Нас, завороженных, и вправду пронзили до дрожи галлюцинации глухих, доходящих до самых основ подземных аккордов органа, из-под которых брызгали речитативом летящие отроческие голоса, проливающие во мрак лучи рассвета. И мы тоже заплакали, моля о прощении и заступничестве.
Учитель вернулся в реальность, отрезвив нас.
– Что нам этот католический мистик? Но почему так проникают в душу его метафоры, уводящие в суть подлинных переживаний обреченных на смерть первых христиан? Под-лин-ное – это быть "под линем", пыточной веревкой. Тогда и выпрастываешь правду. Первый плач народных масс о лучшем будущем, открытый в хоралах христианства, – это творческое восприятие религии.

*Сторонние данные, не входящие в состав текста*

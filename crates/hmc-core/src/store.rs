//! Hierarchical key-value store holding trajectories, checkpoints and measurements.
//!
//! A [`Store`] is a tree of [`Group`]s. Groups contain named datasets (arbitrary
//! serde values), sub-groups and soft links. Soft links hold an absolute path and
//! are only resolved when read through [`Store::resolve_group`]. Entries are
//! never overwritten: creating a name twice is a [`HmcError::StoreCollision`].

use std::collections::BTreeMap;
use std::fs;
use std::path::{Path, PathBuf};

use serde::de::DeserializeOwned;
use serde::{Deserialize, Serialize};
use serde_json::Value;

use tracing::debug;

use crate::errors::{ErrorInfo, HmcError};

const MAX_LINK_HOPS: usize = 32;

/// A single entry inside a [`Group`].
#[derive(Debug, Clone, PartialEq, Serialize, Deserialize)]
#[serde(tag = "kind", content = "value", rename_all = "kebab-case")]
pub enum Node {
    /// Nested group.
    Group(Group),
    /// Serialized dataset.
    Dataset(Value),
    /// Absolute path of another group.
    SoftLink(String),
}

/// Named collection of datasets, sub-groups and soft links.
#[derive(Debug, Clone, PartialEq, Default, Serialize, Deserialize)]
pub struct Group {
    #[serde(default)]
    entries: BTreeMap<String, Node>,
}

fn split_path(path: &str) -> impl Iterator<Item = &str> {
    path.split('/').filter(|part| !part.is_empty())
}

fn collision(name: &str) -> HmcError {
    HmcError::StoreCollision(
        ErrorInfo::new("store-collision", "entry already exists").with_context("name", name),
    )
}

fn missing(name: &str) -> HmcError {
    HmcError::Store(ErrorInfo::new("missing-entry", "entry does not exist").with_context("name", name))
}

impl Group {
    /// Creates an empty group.
    pub fn new() -> Self {
        Self::default()
    }

    /// Returns true if an entry with the given name exists directly in this group.
    pub fn contains(&self, name: &str) -> bool {
        self.entries.contains_key(name)
    }

    /// Returns the entry stored under `name`, if any.
    pub fn get(&self, name: &str) -> Option<&Node> {
        self.entries.get(name)
    }

    /// Iterates over the names of all direct entries in sorted order.
    pub fn names(&self) -> impl Iterator<Item = &str> {
        self.entries.keys().map(String::as_str)
    }

    /// Creates a new group at the relative `path`, creating intermediate groups.
    ///
    /// Fails with [`HmcError::StoreCollision`] if the final component exists.
    pub fn create_group(&mut self, path: &str) -> Result<&mut Group, HmcError> {
        let parts: Vec<&str> = split_path(path).collect();
        let (last, parents) = parts.split_last().ok_or_else(|| {
            HmcError::Store(ErrorInfo::new("empty-path", "cannot create a group at an empty path"))
        })?;
        let mut current = self;
        for part in parents {
            current = current.require_group(part)?;
        }
        if current.entries.contains_key(*last) {
            return Err(collision(path));
        }
        current.entries.insert((*last).to_string(), Node::Group(Group::new()));
        match current.entries.get_mut(*last) {
            Some(Node::Group(group)) => Ok(group),
            _ => Err(missing(path)),
        }
    }

    /// Returns the group at `path`, creating it (and its parents) if it does not exist.
    pub fn require_group(&mut self, path: &str) -> Result<&mut Group, HmcError> {
        let mut current = self;
        for part in split_path(path) {
            let node = current
                .entries
                .entry(part.to_string())
                .or_insert_with(|| Node::Group(Group::new()));
            current = match node {
                Node::Group(group) => group,
                _ => {
                    return Err(HmcError::StoreCollision(
                        ErrorInfo::new(
                            "store-not-a-group",
                            "another object with the same name already exists",
                        )
                        .with_context("name", part),
                    ))
                }
            };
        }
        Ok(current)
    }

    /// Attaches a fully assembled group at the relative `path` in one step.
    pub fn insert_group(&mut self, path: &str, group: Group) -> Result<(), HmcError> {
        let parts: Vec<&str> = split_path(path).collect();
        let (last, parents) = parts.split_last().ok_or_else(|| {
            HmcError::Store(ErrorInfo::new("empty-path", "cannot insert a group at an empty path"))
        })?;
        let mut current = self;
        for part in parents {
            current = current.require_group(part)?;
        }
        if current.entries.contains_key(*last) {
            return Err(collision(path));
        }
        current.entries.insert((*last).to_string(), Node::Group(group));
        Ok(())
    }

    /// Returns the group at the relative `path` without following soft links.
    pub fn group(&self, path: &str) -> Result<&Group, HmcError> {
        let mut current = self;
        for part in split_path(path) {
            current = match current.entries.get(part) {
                Some(Node::Group(group)) => group,
                Some(_) => {
                    return Err(HmcError::Store(
                        ErrorInfo::new("not-a-group", "entry is not a group")
                            .with_context("name", part),
                    ))
                }
                None => return Err(missing(path)),
            };
        }
        Ok(current)
    }

    /// Mutable variant of [`Group::group`].
    pub fn group_mut(&mut self, path: &str) -> Result<&mut Group, HmcError> {
        let mut current = self;
        for part in split_path(path) {
            current = match current.entries.get_mut(part) {
                Some(Node::Group(group)) => group,
                Some(_) => {
                    return Err(HmcError::Store(
                        ErrorInfo::new("not-a-group", "entry is not a group")
                            .with_context("name", part),
                    ))
                }
                None => return Err(missing(path)),
            };
        }
        Ok(current)
    }

    /// Writes a new dataset. Existing entries are never overwritten.
    pub fn write<T: Serialize + ?Sized>(&mut self, name: &str, value: &T) -> Result<(), HmcError> {
        if self.entries.contains_key(name) {
            return Err(collision(name));
        }
        let value = serde_json::to_value(value).map_err(|err| {
            HmcError::Store(
                ErrorInfo::new("dataset-serialize", err.to_string()).with_context("name", name),
            )
        })?;
        self.entries.insert(name.to_string(), Node::Dataset(value));
        Ok(())
    }

    /// Reads and deserializes a dataset.
    pub fn read<T: DeserializeOwned>(&self, name: &str) -> Result<T, HmcError> {
        match self.entries.get(name) {
            Some(Node::Dataset(value)) => T::deserialize(value).map_err(|err| {
                HmcError::Store(
                    ErrorInfo::new("dataset-parse", err.to_string()).with_context("name", name),
                )
            }),
            Some(_) => Err(HmcError::Store(
                ErrorInfo::new("not-a-dataset", "entry is not a dataset").with_context("name", name),
            )),
            None => Err(missing(name)),
        }
    }

    /// Creates a soft link named `name` pointing at the absolute path `target`.
    pub fn link(&mut self, name: &str, target: impl Into<String>) -> Result<(), HmcError> {
        if self.entries.contains_key(name) {
            return Err(collision(name));
        }
        self.entries
            .insert(name.to_string(), Node::SoftLink(target.into()));
        Ok(())
    }

    /// Returns the target of the soft link `name`, if that entry is a link.
    pub fn link_target(&self, name: &str) -> Option<&str> {
        match self.entries.get(name) {
            Some(Node::SoftLink(target)) => Some(target),
            _ => None,
        }
    }
}

/// Root of a persisted hierarchy.
#[derive(Debug, Clone, PartialEq, Default, Serialize, Deserialize)]
pub struct Store {
    root: Group,
}

impl Store {
    /// Creates an empty store.
    pub fn new() -> Self {
        Self::default()
    }

    /// Returns the root group.
    pub fn root(&self) -> &Group {
        &self.root
    }

    /// Returns the root group mutably.
    pub fn root_mut(&mut self) -> &mut Group {
        &mut self.root
    }

    /// Returns true if `path` resolves to a group, following soft links.
    pub fn group_exists(&self, path: &str) -> bool {
        self.resolve_group(path).is_ok()
    }

    /// Resolves an absolute group path, following soft links.
    ///
    /// A link whose target is missing yields [`HmcError::BrokenReference`].
    pub fn resolve_group(&self, path: &str) -> Result<&Group, HmcError> {
        let mut pending: Vec<String> = split_path(path).map(str::to_owned).collect();
        let mut current = &self.root;
        let mut via_link: Option<String> = None;
        let mut hops = 0usize;
        let mut idx = 0usize;
        while idx < pending.len() {
            let name = pending[idx].clone();
            match current.entries.get(&name) {
                Some(Node::Group(group)) => {
                    current = group;
                    idx += 1;
                }
                Some(Node::SoftLink(target)) => {
                    hops += 1;
                    if hops > MAX_LINK_HOPS {
                        return Err(HmcError::BrokenReference(
                            ErrorInfo::new("link-cycle", "soft link chain does not terminate")
                                .with_context("path", path),
                        ));
                    }
                    let mut next: Vec<String> = split_path(target).map(str::to_owned).collect();
                    next.extend(pending[idx + 1..].iter().cloned());
                    via_link = Some(target.clone());
                    pending = next;
                    current = &self.root;
                    idx = 0;
                }
                Some(Node::Dataset(_)) => {
                    return Err(HmcError::Store(
                        ErrorInfo::new("not-a-group", "entry is not a group")
                            .with_context("path", path)
                            .with_context("name", name),
                    ))
                }
                None => {
                    return Err(match &via_link {
                        Some(target) => HmcError::BrokenReference(
                            ErrorInfo::new("dangling-link", "soft link target does not exist")
                                .with_context("path", path)
                                .with_context("target", target.clone()),
                        ),
                        None => missing(path),
                    })
                }
            }
        }
        Ok(current)
    }

    /// Restores a store from disk.
    pub fn load(path: &Path) -> Result<Self, HmcError> {
        let contents = fs::read_to_string(path).map_err(|err| {
            HmcError::Store(
                ErrorInfo::new("store-read", err.to_string())
                    .with_context("path", path.display().to_string()),
            )
        })?;
        let store = serde_json::from_str(&contents).map_err(|err| {
            HmcError::Store(
                ErrorInfo::new("store-parse", err.to_string())
                    .with_context("path", path.display().to_string()),
            )
        })?;
        debug!(path = %path.display(), bytes = contents.len(), "loaded store");
        Ok(store)
    }

    /// Writes the store to disk, replacing any previous file in a single rename.
    pub fn save(&self, path: &Path) -> Result<(), HmcError> {
        if let Some(parent) = path.parent() {
            if !parent.as_os_str().is_empty() {
                fs::create_dir_all(parent).map_err(|err| {
                    HmcError::Store(
                        ErrorInfo::new("store-mkdir", err.to_string())
                            .with_context("path", parent.display().to_string()),
                    )
                })?;
            }
        }
        let json = serde_json::to_string(self).map_err(|err| {
            HmcError::Store(
                ErrorInfo::new("store-serialize", err.to_string())
                    .with_context("path", path.display().to_string()),
            )
        })?;
        let staging = staging_path(path);
        fs::write(&staging, json).map_err(|err| {
            HmcError::Store(
                ErrorInfo::new("store-write", err.to_string())
                    .with_context("path", staging.display().to_string()),
            )
        })?;
        fs::rename(&staging, path).map_err(|err| {
            HmcError::Store(
                ErrorInfo::new("store-rename", err.to_string())
                    .with_context("path", path.display().to_string()),
            )
        })?;
        debug!(path = %path.display(), "saved store");
        Ok(())
    }
}

fn staging_path(path: &Path) -> PathBuf {
    let mut name = path
        .file_name()
        .map(|name| name.to_os_string())
        .unwrap_or_default();
    name.push(".partial");
    path.with_file_name(name)
}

Чем же так сладка поэзия религиозных гимнов у Гюисманса? Почему забываются мысли о будничности смерти? Что исцелит? Эта драма была во мне с самого начала. Я знал, что есть исцеление душевное. Какое?
И был впечатлен. Гюисманс видел Бога эстетически и метафорически, не так, как, например, талибы. Те уничтожали памятники, потому что смотрели на мир не исторически, а иначе. Для них человек не растет, что-то познавая, а служит идеалу – Аллаху и пророку его.